Copy each line in the data below that contains the word "shared".

%%

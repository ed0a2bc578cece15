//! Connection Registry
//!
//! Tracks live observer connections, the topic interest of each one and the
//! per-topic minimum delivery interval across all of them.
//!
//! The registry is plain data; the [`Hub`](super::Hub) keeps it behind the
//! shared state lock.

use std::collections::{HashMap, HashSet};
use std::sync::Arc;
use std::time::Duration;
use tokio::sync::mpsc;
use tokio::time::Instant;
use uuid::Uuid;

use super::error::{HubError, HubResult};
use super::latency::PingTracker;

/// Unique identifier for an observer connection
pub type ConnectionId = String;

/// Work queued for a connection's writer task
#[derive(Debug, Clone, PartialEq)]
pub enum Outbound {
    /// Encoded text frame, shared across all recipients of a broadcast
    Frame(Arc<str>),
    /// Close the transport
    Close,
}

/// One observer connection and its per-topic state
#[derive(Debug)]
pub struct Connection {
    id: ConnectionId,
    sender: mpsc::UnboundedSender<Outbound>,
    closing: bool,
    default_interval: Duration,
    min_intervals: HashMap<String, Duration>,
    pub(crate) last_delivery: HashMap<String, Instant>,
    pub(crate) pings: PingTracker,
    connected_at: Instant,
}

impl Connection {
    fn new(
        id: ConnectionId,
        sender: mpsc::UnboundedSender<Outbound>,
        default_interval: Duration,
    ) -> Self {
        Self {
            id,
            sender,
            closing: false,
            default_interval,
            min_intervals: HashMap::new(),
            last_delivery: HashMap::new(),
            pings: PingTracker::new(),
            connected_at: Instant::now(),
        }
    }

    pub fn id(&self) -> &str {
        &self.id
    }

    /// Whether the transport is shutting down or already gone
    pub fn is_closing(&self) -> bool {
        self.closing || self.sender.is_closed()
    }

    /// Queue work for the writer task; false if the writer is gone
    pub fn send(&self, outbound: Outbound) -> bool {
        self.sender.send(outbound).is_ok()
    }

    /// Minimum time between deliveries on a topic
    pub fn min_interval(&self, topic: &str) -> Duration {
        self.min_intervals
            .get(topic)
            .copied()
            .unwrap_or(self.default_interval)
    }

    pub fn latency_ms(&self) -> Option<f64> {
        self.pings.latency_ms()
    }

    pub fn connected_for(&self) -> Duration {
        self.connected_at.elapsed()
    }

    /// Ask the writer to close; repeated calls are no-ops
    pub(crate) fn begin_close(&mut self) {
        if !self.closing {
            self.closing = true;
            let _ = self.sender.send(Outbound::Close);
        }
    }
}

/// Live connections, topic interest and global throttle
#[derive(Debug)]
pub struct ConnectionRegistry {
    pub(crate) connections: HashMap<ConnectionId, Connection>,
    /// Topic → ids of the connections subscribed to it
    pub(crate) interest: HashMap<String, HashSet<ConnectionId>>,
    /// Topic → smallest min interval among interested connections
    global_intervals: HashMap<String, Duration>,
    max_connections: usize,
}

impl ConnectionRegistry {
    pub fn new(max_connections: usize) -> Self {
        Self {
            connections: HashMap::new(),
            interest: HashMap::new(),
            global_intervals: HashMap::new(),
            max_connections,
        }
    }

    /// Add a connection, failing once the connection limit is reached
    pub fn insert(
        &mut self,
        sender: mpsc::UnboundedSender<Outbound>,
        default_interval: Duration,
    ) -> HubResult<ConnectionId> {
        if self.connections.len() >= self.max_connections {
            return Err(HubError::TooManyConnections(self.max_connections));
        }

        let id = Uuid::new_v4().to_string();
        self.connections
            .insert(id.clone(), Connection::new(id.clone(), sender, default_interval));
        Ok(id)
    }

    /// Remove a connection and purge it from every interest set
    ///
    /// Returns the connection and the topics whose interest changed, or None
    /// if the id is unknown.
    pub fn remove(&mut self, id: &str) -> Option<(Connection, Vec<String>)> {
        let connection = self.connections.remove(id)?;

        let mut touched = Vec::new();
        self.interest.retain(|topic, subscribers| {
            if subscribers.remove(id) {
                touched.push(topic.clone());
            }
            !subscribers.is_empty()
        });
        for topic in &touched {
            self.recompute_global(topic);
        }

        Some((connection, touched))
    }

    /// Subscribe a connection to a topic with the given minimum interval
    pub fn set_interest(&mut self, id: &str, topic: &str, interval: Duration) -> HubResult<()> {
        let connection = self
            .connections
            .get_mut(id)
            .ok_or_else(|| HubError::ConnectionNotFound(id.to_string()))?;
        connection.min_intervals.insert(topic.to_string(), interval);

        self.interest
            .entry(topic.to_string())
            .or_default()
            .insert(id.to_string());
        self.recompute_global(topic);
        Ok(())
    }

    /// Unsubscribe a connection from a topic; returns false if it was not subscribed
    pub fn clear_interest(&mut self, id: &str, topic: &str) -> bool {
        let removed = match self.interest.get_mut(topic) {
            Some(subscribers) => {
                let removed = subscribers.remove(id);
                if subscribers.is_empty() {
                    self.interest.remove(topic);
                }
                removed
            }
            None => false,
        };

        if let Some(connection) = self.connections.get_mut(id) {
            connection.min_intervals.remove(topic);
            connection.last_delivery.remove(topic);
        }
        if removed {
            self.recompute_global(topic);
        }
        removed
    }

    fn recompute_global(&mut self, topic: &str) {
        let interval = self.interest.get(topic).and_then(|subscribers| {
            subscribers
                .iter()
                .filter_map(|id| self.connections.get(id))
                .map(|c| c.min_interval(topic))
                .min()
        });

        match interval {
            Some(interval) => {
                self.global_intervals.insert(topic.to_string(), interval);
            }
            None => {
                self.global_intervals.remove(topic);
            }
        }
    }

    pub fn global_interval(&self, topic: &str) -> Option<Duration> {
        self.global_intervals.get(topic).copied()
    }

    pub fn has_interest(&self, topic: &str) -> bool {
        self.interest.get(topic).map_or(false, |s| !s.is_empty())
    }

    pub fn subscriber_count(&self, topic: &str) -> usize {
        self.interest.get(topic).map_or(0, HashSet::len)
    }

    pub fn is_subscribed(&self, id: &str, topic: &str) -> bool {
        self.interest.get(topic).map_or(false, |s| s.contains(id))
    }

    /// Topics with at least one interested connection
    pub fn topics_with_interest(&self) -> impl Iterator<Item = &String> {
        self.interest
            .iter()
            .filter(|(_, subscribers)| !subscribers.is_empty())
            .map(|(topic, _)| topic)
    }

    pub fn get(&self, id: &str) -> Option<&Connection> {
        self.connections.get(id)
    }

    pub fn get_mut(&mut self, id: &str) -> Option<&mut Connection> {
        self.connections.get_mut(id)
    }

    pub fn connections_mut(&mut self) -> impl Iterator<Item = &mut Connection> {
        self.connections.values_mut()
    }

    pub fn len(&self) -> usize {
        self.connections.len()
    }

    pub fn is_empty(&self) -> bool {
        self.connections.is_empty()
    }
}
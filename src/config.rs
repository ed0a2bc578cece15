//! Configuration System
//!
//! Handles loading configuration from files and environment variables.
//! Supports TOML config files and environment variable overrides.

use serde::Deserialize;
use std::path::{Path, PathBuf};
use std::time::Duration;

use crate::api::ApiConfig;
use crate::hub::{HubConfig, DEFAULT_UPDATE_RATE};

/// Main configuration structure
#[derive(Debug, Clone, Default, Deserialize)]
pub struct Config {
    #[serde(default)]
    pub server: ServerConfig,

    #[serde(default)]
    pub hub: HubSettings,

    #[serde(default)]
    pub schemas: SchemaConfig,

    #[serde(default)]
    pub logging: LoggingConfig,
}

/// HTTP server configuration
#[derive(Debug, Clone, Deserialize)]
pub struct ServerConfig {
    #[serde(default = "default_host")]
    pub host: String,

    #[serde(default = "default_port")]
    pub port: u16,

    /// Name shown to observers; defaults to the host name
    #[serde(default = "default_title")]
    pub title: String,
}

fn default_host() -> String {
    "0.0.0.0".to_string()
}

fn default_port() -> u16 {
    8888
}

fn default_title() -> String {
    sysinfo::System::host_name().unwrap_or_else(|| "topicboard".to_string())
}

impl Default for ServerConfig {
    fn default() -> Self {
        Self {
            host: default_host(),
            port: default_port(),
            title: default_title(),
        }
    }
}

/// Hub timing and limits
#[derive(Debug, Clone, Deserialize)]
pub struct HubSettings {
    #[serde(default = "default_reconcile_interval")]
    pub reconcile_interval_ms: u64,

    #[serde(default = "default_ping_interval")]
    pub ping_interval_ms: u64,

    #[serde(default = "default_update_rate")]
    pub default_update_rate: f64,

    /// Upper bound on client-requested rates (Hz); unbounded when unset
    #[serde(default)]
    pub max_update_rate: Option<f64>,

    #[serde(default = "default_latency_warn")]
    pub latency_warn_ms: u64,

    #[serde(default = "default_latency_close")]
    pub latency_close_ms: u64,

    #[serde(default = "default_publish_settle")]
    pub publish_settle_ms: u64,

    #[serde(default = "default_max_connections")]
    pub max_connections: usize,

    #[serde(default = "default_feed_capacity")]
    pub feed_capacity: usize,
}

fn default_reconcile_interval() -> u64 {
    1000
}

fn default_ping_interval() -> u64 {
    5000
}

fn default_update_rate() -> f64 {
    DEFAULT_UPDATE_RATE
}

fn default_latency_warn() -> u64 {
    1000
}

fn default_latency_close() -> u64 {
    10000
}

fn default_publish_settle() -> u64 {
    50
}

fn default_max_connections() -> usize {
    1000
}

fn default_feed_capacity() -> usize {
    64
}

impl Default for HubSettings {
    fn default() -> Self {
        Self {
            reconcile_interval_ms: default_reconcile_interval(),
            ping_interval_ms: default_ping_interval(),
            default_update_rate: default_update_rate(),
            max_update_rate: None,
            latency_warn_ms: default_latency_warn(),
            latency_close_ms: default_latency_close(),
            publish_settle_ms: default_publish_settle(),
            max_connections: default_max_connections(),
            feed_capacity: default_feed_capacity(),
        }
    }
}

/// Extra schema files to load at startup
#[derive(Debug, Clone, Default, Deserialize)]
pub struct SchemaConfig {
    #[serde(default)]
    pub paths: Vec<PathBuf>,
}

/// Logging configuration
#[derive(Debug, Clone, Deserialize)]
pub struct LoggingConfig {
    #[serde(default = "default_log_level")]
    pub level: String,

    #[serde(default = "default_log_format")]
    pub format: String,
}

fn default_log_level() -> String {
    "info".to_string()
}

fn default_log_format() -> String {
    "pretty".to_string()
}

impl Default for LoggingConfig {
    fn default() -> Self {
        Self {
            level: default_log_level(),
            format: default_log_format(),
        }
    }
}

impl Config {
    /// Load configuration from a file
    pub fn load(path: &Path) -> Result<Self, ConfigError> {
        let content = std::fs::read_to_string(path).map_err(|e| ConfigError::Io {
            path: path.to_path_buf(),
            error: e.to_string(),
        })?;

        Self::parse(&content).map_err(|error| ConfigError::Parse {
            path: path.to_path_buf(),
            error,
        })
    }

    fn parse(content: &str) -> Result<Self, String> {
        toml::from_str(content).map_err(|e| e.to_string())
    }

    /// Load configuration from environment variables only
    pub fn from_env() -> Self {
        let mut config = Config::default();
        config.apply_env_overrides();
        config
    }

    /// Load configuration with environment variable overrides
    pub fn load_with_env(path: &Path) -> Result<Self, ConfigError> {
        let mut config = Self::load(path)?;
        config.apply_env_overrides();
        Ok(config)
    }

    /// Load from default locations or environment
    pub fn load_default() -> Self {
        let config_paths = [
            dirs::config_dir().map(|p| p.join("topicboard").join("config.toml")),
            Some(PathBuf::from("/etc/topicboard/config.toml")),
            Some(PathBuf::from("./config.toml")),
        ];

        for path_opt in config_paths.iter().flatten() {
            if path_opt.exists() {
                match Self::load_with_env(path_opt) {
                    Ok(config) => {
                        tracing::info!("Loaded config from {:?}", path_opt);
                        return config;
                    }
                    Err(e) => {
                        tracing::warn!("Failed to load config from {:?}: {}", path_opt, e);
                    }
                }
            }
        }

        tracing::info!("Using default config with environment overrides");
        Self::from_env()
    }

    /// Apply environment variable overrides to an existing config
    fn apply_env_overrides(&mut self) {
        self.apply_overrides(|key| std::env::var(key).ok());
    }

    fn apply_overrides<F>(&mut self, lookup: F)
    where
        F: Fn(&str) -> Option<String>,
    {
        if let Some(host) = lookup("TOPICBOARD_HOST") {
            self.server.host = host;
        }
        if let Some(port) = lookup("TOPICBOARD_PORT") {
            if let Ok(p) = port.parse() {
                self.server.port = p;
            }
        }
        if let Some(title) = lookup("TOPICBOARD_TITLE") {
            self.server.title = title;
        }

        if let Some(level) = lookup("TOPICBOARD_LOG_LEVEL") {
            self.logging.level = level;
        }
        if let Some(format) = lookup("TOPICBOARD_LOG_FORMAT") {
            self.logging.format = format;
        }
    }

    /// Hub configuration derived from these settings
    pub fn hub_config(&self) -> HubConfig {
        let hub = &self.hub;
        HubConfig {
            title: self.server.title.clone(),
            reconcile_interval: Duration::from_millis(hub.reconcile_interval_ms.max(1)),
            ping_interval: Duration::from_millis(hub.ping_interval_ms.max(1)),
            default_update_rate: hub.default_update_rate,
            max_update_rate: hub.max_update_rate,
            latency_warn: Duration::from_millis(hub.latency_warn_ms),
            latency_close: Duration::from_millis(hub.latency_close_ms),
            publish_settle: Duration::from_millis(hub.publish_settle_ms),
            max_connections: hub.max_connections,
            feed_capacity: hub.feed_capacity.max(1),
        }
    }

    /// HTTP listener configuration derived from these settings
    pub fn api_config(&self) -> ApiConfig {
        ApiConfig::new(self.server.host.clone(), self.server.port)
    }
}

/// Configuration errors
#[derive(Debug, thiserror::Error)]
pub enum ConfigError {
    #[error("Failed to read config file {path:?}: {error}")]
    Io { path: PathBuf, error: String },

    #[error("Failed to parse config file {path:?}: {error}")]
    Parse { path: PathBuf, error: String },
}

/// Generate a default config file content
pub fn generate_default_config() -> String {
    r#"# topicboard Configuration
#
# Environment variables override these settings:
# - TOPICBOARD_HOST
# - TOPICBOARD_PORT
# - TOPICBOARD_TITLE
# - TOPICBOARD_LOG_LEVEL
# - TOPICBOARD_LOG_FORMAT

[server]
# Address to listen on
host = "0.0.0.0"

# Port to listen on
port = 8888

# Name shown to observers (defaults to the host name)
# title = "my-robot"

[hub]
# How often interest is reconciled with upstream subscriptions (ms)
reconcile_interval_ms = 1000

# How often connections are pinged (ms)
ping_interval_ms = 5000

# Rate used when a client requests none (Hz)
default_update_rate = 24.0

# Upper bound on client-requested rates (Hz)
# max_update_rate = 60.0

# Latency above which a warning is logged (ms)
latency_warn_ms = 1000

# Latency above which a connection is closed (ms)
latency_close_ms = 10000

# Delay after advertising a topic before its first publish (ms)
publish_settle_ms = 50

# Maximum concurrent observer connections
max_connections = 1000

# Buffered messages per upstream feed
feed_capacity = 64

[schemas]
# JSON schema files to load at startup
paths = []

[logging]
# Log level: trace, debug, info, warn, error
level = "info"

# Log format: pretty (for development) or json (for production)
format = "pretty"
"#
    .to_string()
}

%%

The completed task ▸
//! shared state lock.
    /// Encoded text frame, shared across all recipients of a broadcast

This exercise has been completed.